*** Records for this task ***

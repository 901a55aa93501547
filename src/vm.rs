// vm.rs - VM facade: lifecycle, dictionary, execution, stacks, memory, panic

use tracing::{debug, error};

use crate::dictionary::Dictionary;
use crate::errors::{VmError, VmResult};
use crate::memory::{MemoryMap, MmioWindow};
use crate::message::MsgQueue;
use crate::panic::{PanicHook, PanicInfo};
use crate::platform::{HostPlatform, Platform};
use crate::scheduler::Scheduler;
use crate::stacks::{Stack, DS_SIZE, RS_SIZE};

/// Everything a VM borrows or is handed at creation: the byte arena, any
/// MMIO windows mapped over it, and the platform services.
pub struct VmConfig<'a> {
    pub arena: &'a mut [u8],
    pub windows: Vec<MmioWindow>,
    pub platform: Box<dyn Platform>,
}

impl<'a> VmConfig<'a> {
    /// Config over `arena` with no MMIO windows and the host platform.
    pub fn new(arena: &'a mut [u8]) -> Self {
        VmConfig {
            arena,
            windows: Vec::new(),
            platform: Box::new(HostPlatform::new()),
        }
    }

    pub fn with_platform(mut self, platform: Box<dyn Platform>) -> Self {
        self.platform = platform;
        self
    }

    pub fn with_window(mut self, window: MmioWindow) -> Self {
        self.windows.push(window);
        self
    }
}

/// The virtual machine: shared interpreter stacks, word dictionary, memory
/// map, task scheduler, and message queue.
///
/// Bytecode registered in the dictionary and the arena are borrowed for the
/// VM's lifetime; dropping the VM releases everything it owns (word names,
/// task stack buffers).
pub struct Vm<'a> {
    pub(crate) ds: Stack,
    pub(crate) rs: Stack,
    pub(crate) mem: MemoryMap<'a>,
    pub(crate) dict: Dictionary<'a>,
    pub(crate) sched: Scheduler,
    pub(crate) msgq: MsgQueue,
    pub(crate) platform: Box<dyn Platform>,
    panic_hook: Option<PanicHook>,
    last_err: Option<VmError>,
}

impl<'a> Vm<'a> {
    pub fn new(cfg: VmConfig<'a>) -> Self {
        debug!(
            arena_bytes = cfg.arena.len(),
            windows = cfg.windows.len(),
            "vm created"
        );
        Vm {
            ds: Stack::with_capacity(DS_SIZE),
            rs: Stack::with_capacity(RS_SIZE),
            mem: MemoryMap::new(cfg.arena, cfg.windows),
            dict: Dictionary::new(),
            sched: Scheduler::new(),
            msgq: MsgQueue::new(),
            platform: cfg.platform,
            panic_hook: None,
            last_err: None,
        }
    }

    /// Empty both stacks and clear the last error. The dictionary, task
    /// table, and message queue are untouched.
    pub fn reset(&mut self) {
        self.ds.clear();
        self.rs.clear();
        self.last_err = None;
    }

    // ========================================================================
    // DICTIONARY
    // ========================================================================

    /// Register a word; returns its index. The index stays valid for the
    /// VM's lifetime.
    pub fn register_word(&mut self, name: Option<&str>, code: &'a [u8]) -> VmResult<usize> {
        let idx = self.dict.register(name, code)?;
        debug!(idx, name = name.unwrap_or("<anon>"), len = code.len(), "word registered");
        Ok(idx)
    }

    /// Index of the first word registered under `name`.
    pub fn find_word(&self, name: &str) -> VmResult<usize> {
        self.dict.find(name)
    }

    pub fn word_count(&self) -> usize {
        self.dict.len()
    }

    // ========================================================================
    // EXECUTION
    // ========================================================================

    /// Execute the word at `word_idx`.
    pub fn exec(&mut self, word_idx: usize) -> VmResult<()> {
        let code = self.dict.code(word_idx)?;
        self.exec_raw(code)
    }

    /// Execute a raw bytecode slice from offset 0.
    ///
    /// On a fatal error the VM captures a [`PanicInfo`] snapshot, invokes
    /// the registered panic hook (if any), records the error, and returns
    /// it. The stacks are left as the faulting program left them.
    pub fn exec_raw(&mut self, code: &[u8]) -> VmResult<()> {
        if code.is_empty() {
            return Err(VmError::InvalidArg);
        }

        match self.run(code) {
            Ok(()) => Ok(()),
            Err(fault) => {
                self.last_err = Some(fault.err);
                let info = PanicInfo::capture(fault.err.code(), fault.pc as u32, &self.ds, &self.rs);
                error!(code = info.error_code, pc = info.pc, "vm fault");
                if let Some(hook) = self.panic_hook.as_mut() {
                    hook(&info);
                }
                Err(fault.err)
            }
        }
    }

    /// Error recorded by the most recent faulting execution.
    pub fn last_error(&self) -> Option<VmError> {
        self.last_err
    }

    // ========================================================================
    // DATA STACK
    // ========================================================================

    pub fn ds_push(&mut self, value: i32) -> VmResult<()> {
        self.ds.push(value)
    }

    pub fn ds_pop(&mut self) -> VmResult<i32> {
        self.ds.pop()
    }

    /// Value `n` cells down from the top of the data stack (0 = TOS).
    pub fn ds_peek(&self, n: usize) -> VmResult<i32> {
        self.ds.peek(n)
    }

    pub fn ds_depth(&self) -> usize {
        self.ds.depth()
    }

    pub fn rs_depth(&self) -> usize {
        self.rs.depth()
    }

    // ========================================================================
    // MEMORY
    // ========================================================================

    /// 32-bit little-endian read at a 4-aligned arena address. Addresses
    /// inside a registered MMIO window go to the window's handler.
    pub fn mem_read32(&mut self, addr: u32) -> VmResult<i32> {
        self.mem.read32(addr)
    }

    /// 32-bit little-endian write; same alignment, bounds, and MMIO routing
    /// rules as [`Vm::mem_read32`].
    pub fn mem_write32(&mut self, addr: u32, value: i32) -> VmResult<()> {
        self.mem.write32(addr, value)
    }

    /// Arena size in bytes.
    pub fn mem_size(&self) -> usize {
        self.mem.size()
    }

    // ========================================================================
    // PANIC SURFACE
    // ========================================================================

    /// Install the fatal-error hook. Replaces any previous hook.
    pub fn set_panic_handler(&mut self, hook: PanicHook) {
        self.panic_hook = Some(hook);
    }

    pub fn clear_panic_handler(&mut self) {
        self.panic_hook = None;
    }

    // ========================================================================
    // KERNEL STATISTICS
    // ========================================================================

    pub fn context_switches(&self) -> u32 {
        self.sched.context_switches()
    }

    pub fn preemptions(&self) -> u32 {
        self.sched.preemptions()
    }
}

*** End of Records for this task ***

◆ Your goal
Return only the number of lines above that include the word "VmResult".

◆ Answer to this task
10